How To Do A 1.5 Squat
The 1.5 squat can be performed in just a few steps:
Step One: Brace and Lower the Bar
Just as you would do with a standard squat, take a breath and brace your core so all your muscles are tight and engaged.
Lower the bar by bending your knees and sitting your hips down until the crease of your hip dips below the top of your knee. This is what is referred to as “breaking parallel,” where the imaginary line between the crease in your hip and the top of your knee is no longer parallel to the floor.
Learn more about bracing and breathing properly for squats in Proper Breathing Technique for Squats: Step-By-Step Guide.
Step Two: Rise Half Way Up
Once you lower the bar to the bottom of the squat, bring it back up halfway to the top without standing all the way up. At this stage, your hips and knees will still be slightly bent.
Step Three: Lower the Bar to the Bottom Again
Now lower the bar back down to the bottom of your squat position, the same as you did when you began the rep.
Step Four: Stand the Bar All the Way Up
From the bottom of the squat, finish the rep by standing the bar all the way back to your starting position.
Step Five: Repeat for Reps
Follow your program to repeat for as many reps as it calls for.
Want to improve your squat technique?
5 Benefits of the 1.5 Squat
There are 5 main benefits that come to mind as I think about 1.5 squats:
- Strengthen the bottom of the lift
- Improve your depth
- Improve staying tight
- Strengthen your stabilizing muscles
- Strengthen your quads
1. Strengthen the Bottom of the Lift
As you can imagine, repeating the bottom portion of the lift a second time in a single rep is a great recipe for improving strength and technique in the bottom portion of the squat.
For most lifters, this is the troublesome part of the squat. We can lower the weight down in a steady, controlled fashion, and once we get it about halfway up, most of us can finish the squat successfully.
But that very bottom portion is often where we need to dedicate the most time and attention to strengthen the muscles used in the bottom of the squat (quads, glutes, and erectors) and improve our technique.
Anyone who is struggling with standing weight up out of the bottom of the lift would likely benefit from consistently training 1.5 squats with good technique. By following sound programming principles focused on moderate loads, intensity, and frequency, and progressing it steadily, a lifter at any stage can improve their squats.
2. Improve Your Depth
A common lie lifters tell themselves is that they’ll hit depth on the squat when it matters.
For some, maybe that’s in an upcoming powerlifting competition. For others, maybe it’s a less significant event such as a max-out day in the gym. But anyone who trains squats consistently knows where they should be hitting in terms of depth, and many of them aren’t doing deep enough.
I can’t think of many better ways to improve one’s ability to consistently squat to proper depth than with 1.5 squats. Whether your challenge with depth is the strength to sink below parallel and stand back up or the awareness of how deep that actually is, you have to hit depth twice in a single rep when performing 1.5 squats.
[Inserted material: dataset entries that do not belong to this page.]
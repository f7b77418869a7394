//! 服务生命周期 - 编排层
//!
//! `start()` 启动后台循环并开启目录监听；
//! `stop()` 关闭监听、请求停止，并等待后台循环完成收尾后才返回。

use std::sync::Arc;

use tokio::sync::{watch, Notify};
use tokio::task::JoinHandle;
use tracing::info;

use crate::config::Config;
use crate::error::{AppError, AppResult};
use crate::infrastructure::{DirectoryNotifier, PdfRenderer, Renderer};
use crate::orchestrator::watch_loop::{LoopStats, WatchLoop};
use crate::utils::logging;

/// 运行中的后台资源
struct Running {
    notifier: DirectoryNotifier,
    shutdown: watch::Sender<bool>,
    handle: JoinHandle<LoopStats>,
}

/// 文件处理服务
pub struct FileService {
    config: Config,
    renderer: Arc<dyn Renderer>,
    wake: Arc<Notify>,
    running: Option<Running>,
}

impl FileService {
    /// 使用默认 PDF 渲染器初始化服务
    pub fn initialize(config: Config) -> AppResult<Self> {
        Self::with_renderer(config, Arc::new(PdfRenderer::new()))
    }

    /// 使用指定渲染器初始化服务，并创建缺失的目录
    pub fn with_renderer(config: Config, renderer: Arc<dyn Renderer>) -> AppResult<Self> {
        config.validate()?;

        for dir in [&config.input_dir, &config.output_dir, &config.holding_dir] {
            std::fs::create_dir_all(dir).map_err(|e| AppError::directory_create(dir, e))?;
        }

        Ok(Self {
            config,
            renderer,
            wake: Arc::new(Notify::new()),
            running: None,
        })
    }

    pub fn is_running(&self) -> bool {
        self.running.is_some()
    }

    /// 启动后台处理（需要在 tokio 运行时中调用）
    pub fn start(&mut self) -> AppResult<()> {
        if self.running.is_some() {
            return Err(AppError::Lifecycle("服务已在运行"));
        }

        logging::log_startup(&self.config);

        let watch_loop = WatchLoop::new(&self.config, Arc::clone(&self.renderer))?;
        let notifier = DirectoryNotifier::watch(&self.config.input_dir, Arc::clone(&self.wake))?;
        let (shutdown, shutdown_rx) = watch::channel(false);
        let handle = tokio::spawn(watch_loop.run(Arc::clone(&self.wake), shutdown_rx));

        self.running = Some(Running {
            notifier,
            shutdown,
            handle,
        });
        info!("✅ 服务已启动");
        Ok(())
    }

    /// 停止服务并等待收尾完成
    pub async fn stop(&mut self) -> AppResult<LoopStats> {
        let Running {
            notifier,
            shutdown,
            handle,
        } = self
            .running
            .take()
            .ok_or(AppError::Lifecycle("服务未启动"))?;

        drop(notifier);
        info!("🛑 正在停止服务，等待收尾...");
        // 后台任务已退出时发送失败，直接等待结果即可
        let _ = shutdown.send(true);
        let stats = handle.await?;

        logging::print_final_stats(&stats);
        Ok(stats)
    }
}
As such, you’ll get all the reps you need to improve your strength and awareness of squat depth.
Looking for more exercises to help you squat deeper? Check out 22 Exercises To Improve Squat Depth (That Actually Work).
3. Improve Staying Tight
A very common reason for failing a lift (any compound lift) is failing to brace and to stay tight and engaged throughout the entire lift. The squat is no exception.
Many lifters, including beginners and intermediate athletes, can lose tension in the squat as they transition from the downward motion into the bottom of the squat, then into the upward motion standing it back up.
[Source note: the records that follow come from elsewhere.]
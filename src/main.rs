use anyhow::Result;
use file_processing_service::utils::logging;
use file_processing_service::{Config, FileService};
use tracing::info;

#[tokio::main]
async fn main() -> Result<()> {
    // 加载配置
    let config = Config::load()?;

    // 初始化日志
    logging::init(&config)?;

    // 初始化并启动服务
    let mut service = FileService::initialize(config)?;
    service.start()?;

    // 等待 Ctrl-C 后停止，停止会等待收尾完成
    tokio::signal::ctrl_c().await?;
    info!("收到停止信号");
    service.stop().await?;

    Ok(())
}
Commonly, you’ll see lifters “bounce” the squat, which by itself isn’t bad. A lifter can stay tight and braced and still show some visible bounce to their squat. However, many lifters showing a bounce in their squat are briefly relaxing some of their muscles in that moment before re-engaging them for the upward motion.
With maximal loads on the bar, this lifter is unlikely to complete the lift successfully.
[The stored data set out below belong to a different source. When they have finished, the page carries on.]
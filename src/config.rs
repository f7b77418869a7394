use std::path::{Path, PathBuf};
use std::time::Duration;

use anyhow::Context;
use serde::Deserialize;

use crate::error::{AppError, AppResult};

/// 指定配置文件路径的环境变量
pub const CONFIG_PATH_ENV: &str = "FPS_CONFIG";

/// 程序配置文件
#[derive(Clone, Debug, Deserialize, PartialEq)]
#[serde(default)]
pub struct Config {
    /// 输入目录（扫描仪/生产者写入图片的位置）
    pub input_dir: PathBuf,
    /// 输出目录（生成的 PDF 文档）
    pub output_dir: PathBuf,
    /// 隔离目录（不符合命名规则的文件）
    pub holding_dir: PathBuf,
    /// 页面文件名前缀，如 `img` 对应 `img_001.jpg`
    pub page_prefix: String,
    /// 独占打开探测的最大尝试次数
    pub lock_attempts: u32,
    /// 每次探测失败后的等待时间（毫秒）
    pub lock_backoff_ms: u64,
    /// 空闲多久视为当前文档完成（毫秒）
    pub idle_timeout_ms: u64,
    /// 图片相对页面宽高的缩放比例
    pub page_scale: f32,
    /// 是否显示详细日志
    pub verbose_logging: bool,
    /// 输出日志文件
    pub log_file: PathBuf,
}

impl Default for Config {
    fn default() -> Self {
        Self {
            input_dir: PathBuf::from("in"),
            output_dir: PathBuf::from("out"),
            holding_dir: PathBuf::from("temp"),
            page_prefix: "img".to_string(),
            lock_attempts: 3,
            lock_backoff_ms: 5000,
            idle_timeout_ms: 5000,
            page_scale: 0.75,
            verbose_logging: false,
            log_file: PathBuf::from("log.txt"),
        }
    }
}

impl Config {
    pub fn from_env() -> Self {
        Self::default().with_env_overrides()
    }

    /// 从 TOML 文件加载配置，缺省字段使用默认值
    pub fn from_toml_file(path: impl AsRef<Path>) -> anyhow::Result<Self> {
        let path = path.as_ref();
        let content = std::fs::read_to_string(path)
            .with_context(|| format!("无法读取配置文件: {}", path.display()))?;
        let config: Config = toml::from_str(&content)
            .with_context(|| format!("无法解析配置文件: {}", path.display()))?;
        Ok(config)
    }

    /// 加载配置：设置了 `FPS_CONFIG` 时读取该文件，环境变量总是最后覆盖
    pub fn load() -> anyhow::Result<Self> {
        let config = match std::env::var(CONFIG_PATH_ENV) {
            Ok(path) => Self::from_toml_file(path)?.with_env_overrides(),
            Err(_) => Self::from_env(),
        };
        config.validate()?;
        Ok(config)
    }

    fn with_env_overrides(self) -> Self {
        Self {
            input_dir: std::env::var("INPUT_DIR")
                .map(PathBuf::from)
                .unwrap_or(self.input_dir),
            output_dir: std::env::var("OUTPUT_DIR")
                .map(PathBuf::from)
                .unwrap_or(self.output_dir),
            holding_dir: std::env::var("HOLDING_DIR")
                .map(PathBuf::from)
                .unwrap_or(self.holding_dir),
            page_prefix: std::env::var("PAGE_PREFIX").unwrap_or(self.page_prefix),
            lock_attempts: std::env::var("LOCK_ATTEMPTS")
                .ok()
                .and_then(|v| v.parse().ok())
                .unwrap_or(self.lock_attempts),
            lock_backoff_ms: std::env::var("LOCK_BACKOFF_MS")
                .ok()
                .and_then(|v| v.parse().ok())
                .unwrap_or(self.lock_backoff_ms),
            idle_timeout_ms: std::env::var("IDLE_TIMEOUT_MS")
                .ok()
                .and_then(|v| v.parse().ok())
                .unwrap_or(self.idle_timeout_ms),
            page_scale: std::env::var("PAGE_SCALE")
                .ok()
                .and_then(|v| v.parse().ok())
                .unwrap_or(self.page_scale),
            verbose_logging: std::env::var("VERBOSE_LOGGING")
                .ok()
                .and_then(|v| v.parse().ok())
                .unwrap_or(self.verbose_logging),
            log_file: std::env::var("LOG_FILE")
                .map(PathBuf::from)
                .unwrap_or(self.log_file),
        }
    }

    /// 检查配置取值是否可用
    pub fn validate(&self) -> AppResult<()> {
        if self.lock_attempts == 0 {
            return Err(AppError::Config("lock_attempts 必须大于 0".to_string()));
        }
        if !(self.page_scale > 0.0 && self.page_scale <= 1.0) {
            return Err(AppError::Config(format!(
                "page_scale 必须在 (0, 1] 范围内, 当前值: {}",
                self.page_scale
            )));
        }
        if self.page_prefix.is_empty() {
            return Err(AppError::Config("page_prefix 不能为空".to_string()));
        }
        Ok(())
    }

    pub fn lock_backoff(&self) -> Duration {
        Duration::from_millis(self.lock_backoff_ms)
    }

    pub fn idle_timeout(&self) -> Duration {
        Duration::from_millis(self.idle_timeout_ms)
    }
}

#[cfg(test)]
mod tests {
    use super::*;

    #[test]
    fn test_default_matches_service_constants() {
        let config = Config::default();
        assert_eq!(config.lock_attempts, 3);
        assert_eq!(config.lock_backoff(), Duration::from_secs(5));
        assert_eq!(config.idle_timeout(), Duration::from_secs(5));
        assert_eq!(config.page_scale, 0.75);
        assert_eq!(config.page_prefix, "img");
        assert!(config.validate().is_ok());
    }

    #[test]
    fn test_from_toml_file_partial() {
        let dir = tempfile::tempdir().unwrap();
        let path = dir.path().join("service.toml");
        std::fs::write(
            &path,
            "input_dir = \"scans\"\nidle_timeout_ms = 250\nverbose_logging = true\n",
        )
        .unwrap();

        let config = Config::from_toml_file(&path).unwrap();
        assert_eq!(config.input_dir, PathBuf::from("scans"));
        assert_eq!(config.idle_timeout_ms, 250);
        assert!(config.verbose_logging);
        // 未指定的字段保持默认值
        assert_eq!(config.output_dir, PathBuf::from("out"));
        assert_eq!(config.lock_attempts, 3);
    }

    #[test]
    fn test_from_toml_file_missing() {
        let err = Config::from_toml_file("/definitely/not/here.toml").unwrap_err();
        assert!(err.to_string().contains("无法读取配置文件"));
    }

    #[test]
    fn test_env_overrides_parse_or_keep_base() {
        std::env::set_var("OUTPUT_DIR", "pdfs");
        std::env::set_var("LOCK_ATTEMPTS", "7");
        std::env::set_var("PAGE_SCALE", "not-a-number");

        let base = Config {
            page_scale: 0.5,
            ..Config::default()
        };
        let config = base.with_env_overrides();

        std::env::remove_var("OUTPUT_DIR");
        std::env::remove_var("LOCK_ATTEMPTS");
        std::env::remove_var("PAGE_SCALE");

        assert_eq!(config.output_dir, PathBuf::from("pdfs"));
        assert_eq!(config.lock_attempts, 7);
        // 无法解析的值保留原值
        assert_eq!(config.page_scale, 0.5);
    }

    #[test]
    fn test_validate_rejects_bad_values() {
        let zero_attempts = Config {
            lock_attempts: 0,
            ..Config::default()
        };
        assert!(matches!(zero_attempts.validate(), Err(AppError::Config(_))));

        let bad_scale = Config {
            page_scale: 1.5,
            ..Config::default()
        };
        assert!(bad_scale.validate().is_err());

        let empty_prefix = Config {
            page_prefix: String::new(),
            ..Config::default()
        };
        assert!(empty_prefix.validate().is_err());
    }
}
For anyone struggling with this particular challenge, the “double-dip” of the 1.5 squat can help you train yourself to keep your muscles tight and engaged at the bottom of the squat.
So long as you are requiring adherence to proper technique as you perform these reps, you’ll see improvement in your ability to stay tight in the bottom of the squat.
4. Strengthen Your Stabilizing Muscles
Not only do we need to train to keep our quads and glutes tight in the bottom of the squat, but also we need to keep our lower back and core muscles engaged. The 1.5 squat is an excellent way to improve these stabilizing or bracing muscles at the bottom of the squat.
Granted, at a later stage in the lift, as we bring our body upright at the end of the squat, the lower back erector muscles will be more dominant.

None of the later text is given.